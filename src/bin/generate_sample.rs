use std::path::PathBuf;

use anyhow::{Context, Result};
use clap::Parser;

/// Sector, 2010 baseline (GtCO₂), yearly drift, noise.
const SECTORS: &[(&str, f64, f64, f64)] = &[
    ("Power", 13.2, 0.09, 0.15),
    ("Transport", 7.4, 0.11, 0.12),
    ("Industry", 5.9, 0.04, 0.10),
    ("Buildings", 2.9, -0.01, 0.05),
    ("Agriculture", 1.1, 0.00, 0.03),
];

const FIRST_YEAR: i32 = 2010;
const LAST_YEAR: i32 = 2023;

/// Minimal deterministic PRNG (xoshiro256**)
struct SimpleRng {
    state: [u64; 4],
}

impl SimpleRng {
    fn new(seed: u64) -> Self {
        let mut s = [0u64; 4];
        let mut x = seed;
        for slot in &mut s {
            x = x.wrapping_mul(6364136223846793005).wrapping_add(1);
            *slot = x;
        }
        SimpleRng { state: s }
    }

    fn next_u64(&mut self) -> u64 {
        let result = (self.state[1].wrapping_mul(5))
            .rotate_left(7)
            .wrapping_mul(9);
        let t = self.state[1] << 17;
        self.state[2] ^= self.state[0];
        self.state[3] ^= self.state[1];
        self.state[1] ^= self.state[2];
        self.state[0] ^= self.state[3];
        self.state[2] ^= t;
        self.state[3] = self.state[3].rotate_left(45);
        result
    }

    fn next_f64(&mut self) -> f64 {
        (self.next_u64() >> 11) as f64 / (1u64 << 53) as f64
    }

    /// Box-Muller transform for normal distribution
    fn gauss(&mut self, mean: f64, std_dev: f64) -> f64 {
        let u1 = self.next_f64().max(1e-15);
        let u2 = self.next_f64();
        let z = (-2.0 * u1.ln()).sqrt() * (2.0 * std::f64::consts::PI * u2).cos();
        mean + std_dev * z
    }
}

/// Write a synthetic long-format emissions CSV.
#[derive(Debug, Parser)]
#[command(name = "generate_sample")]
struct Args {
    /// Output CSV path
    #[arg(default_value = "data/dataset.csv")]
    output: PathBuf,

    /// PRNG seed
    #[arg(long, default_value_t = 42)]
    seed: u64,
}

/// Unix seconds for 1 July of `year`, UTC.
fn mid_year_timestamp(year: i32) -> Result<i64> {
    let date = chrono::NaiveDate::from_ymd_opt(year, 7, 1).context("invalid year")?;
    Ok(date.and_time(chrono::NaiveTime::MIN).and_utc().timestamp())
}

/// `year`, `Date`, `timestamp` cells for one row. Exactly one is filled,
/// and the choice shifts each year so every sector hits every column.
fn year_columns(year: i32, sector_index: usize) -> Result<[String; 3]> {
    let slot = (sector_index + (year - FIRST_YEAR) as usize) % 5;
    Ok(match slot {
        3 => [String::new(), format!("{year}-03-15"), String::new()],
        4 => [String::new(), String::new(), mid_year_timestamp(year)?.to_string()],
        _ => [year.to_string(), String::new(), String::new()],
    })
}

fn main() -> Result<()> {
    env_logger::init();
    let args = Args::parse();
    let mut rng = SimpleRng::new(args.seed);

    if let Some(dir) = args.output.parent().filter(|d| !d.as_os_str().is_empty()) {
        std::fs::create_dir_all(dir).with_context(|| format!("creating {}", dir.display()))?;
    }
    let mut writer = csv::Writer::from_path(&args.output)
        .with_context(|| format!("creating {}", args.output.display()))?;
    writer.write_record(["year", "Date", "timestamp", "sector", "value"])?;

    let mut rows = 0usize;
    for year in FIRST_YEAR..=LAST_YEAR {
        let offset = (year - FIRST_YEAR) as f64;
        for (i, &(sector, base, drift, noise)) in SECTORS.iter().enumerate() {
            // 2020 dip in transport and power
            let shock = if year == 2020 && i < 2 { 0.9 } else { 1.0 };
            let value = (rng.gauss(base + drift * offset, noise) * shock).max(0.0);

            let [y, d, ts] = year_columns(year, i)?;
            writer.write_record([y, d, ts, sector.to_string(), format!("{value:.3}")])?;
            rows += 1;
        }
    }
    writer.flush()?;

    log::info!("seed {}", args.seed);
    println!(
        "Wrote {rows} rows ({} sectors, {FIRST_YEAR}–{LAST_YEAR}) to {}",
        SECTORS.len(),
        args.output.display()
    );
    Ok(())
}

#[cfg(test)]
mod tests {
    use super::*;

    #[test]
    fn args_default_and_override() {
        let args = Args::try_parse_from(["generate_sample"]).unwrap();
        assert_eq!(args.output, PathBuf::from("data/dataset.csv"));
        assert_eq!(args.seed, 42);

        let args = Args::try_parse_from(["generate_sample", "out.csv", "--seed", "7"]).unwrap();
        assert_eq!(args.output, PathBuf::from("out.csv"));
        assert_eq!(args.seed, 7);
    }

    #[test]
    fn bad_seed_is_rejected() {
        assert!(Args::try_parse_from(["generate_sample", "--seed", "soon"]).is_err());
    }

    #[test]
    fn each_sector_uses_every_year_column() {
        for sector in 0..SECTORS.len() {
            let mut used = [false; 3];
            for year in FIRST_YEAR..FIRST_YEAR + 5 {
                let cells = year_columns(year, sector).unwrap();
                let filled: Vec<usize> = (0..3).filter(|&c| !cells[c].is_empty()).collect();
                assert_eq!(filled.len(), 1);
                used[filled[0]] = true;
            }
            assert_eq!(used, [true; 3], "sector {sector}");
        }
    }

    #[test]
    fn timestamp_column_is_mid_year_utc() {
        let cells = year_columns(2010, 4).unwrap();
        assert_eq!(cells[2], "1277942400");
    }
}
--------------------------------------------------
Reproduce every line from the preceding data in which the word "rows" can be found.

    let mut rows = 0usize;
            rows += 1;
        "Wrote {rows} rows ({} sectors, {FIRST_YEAR}–{LAST_YEAR}) to {}",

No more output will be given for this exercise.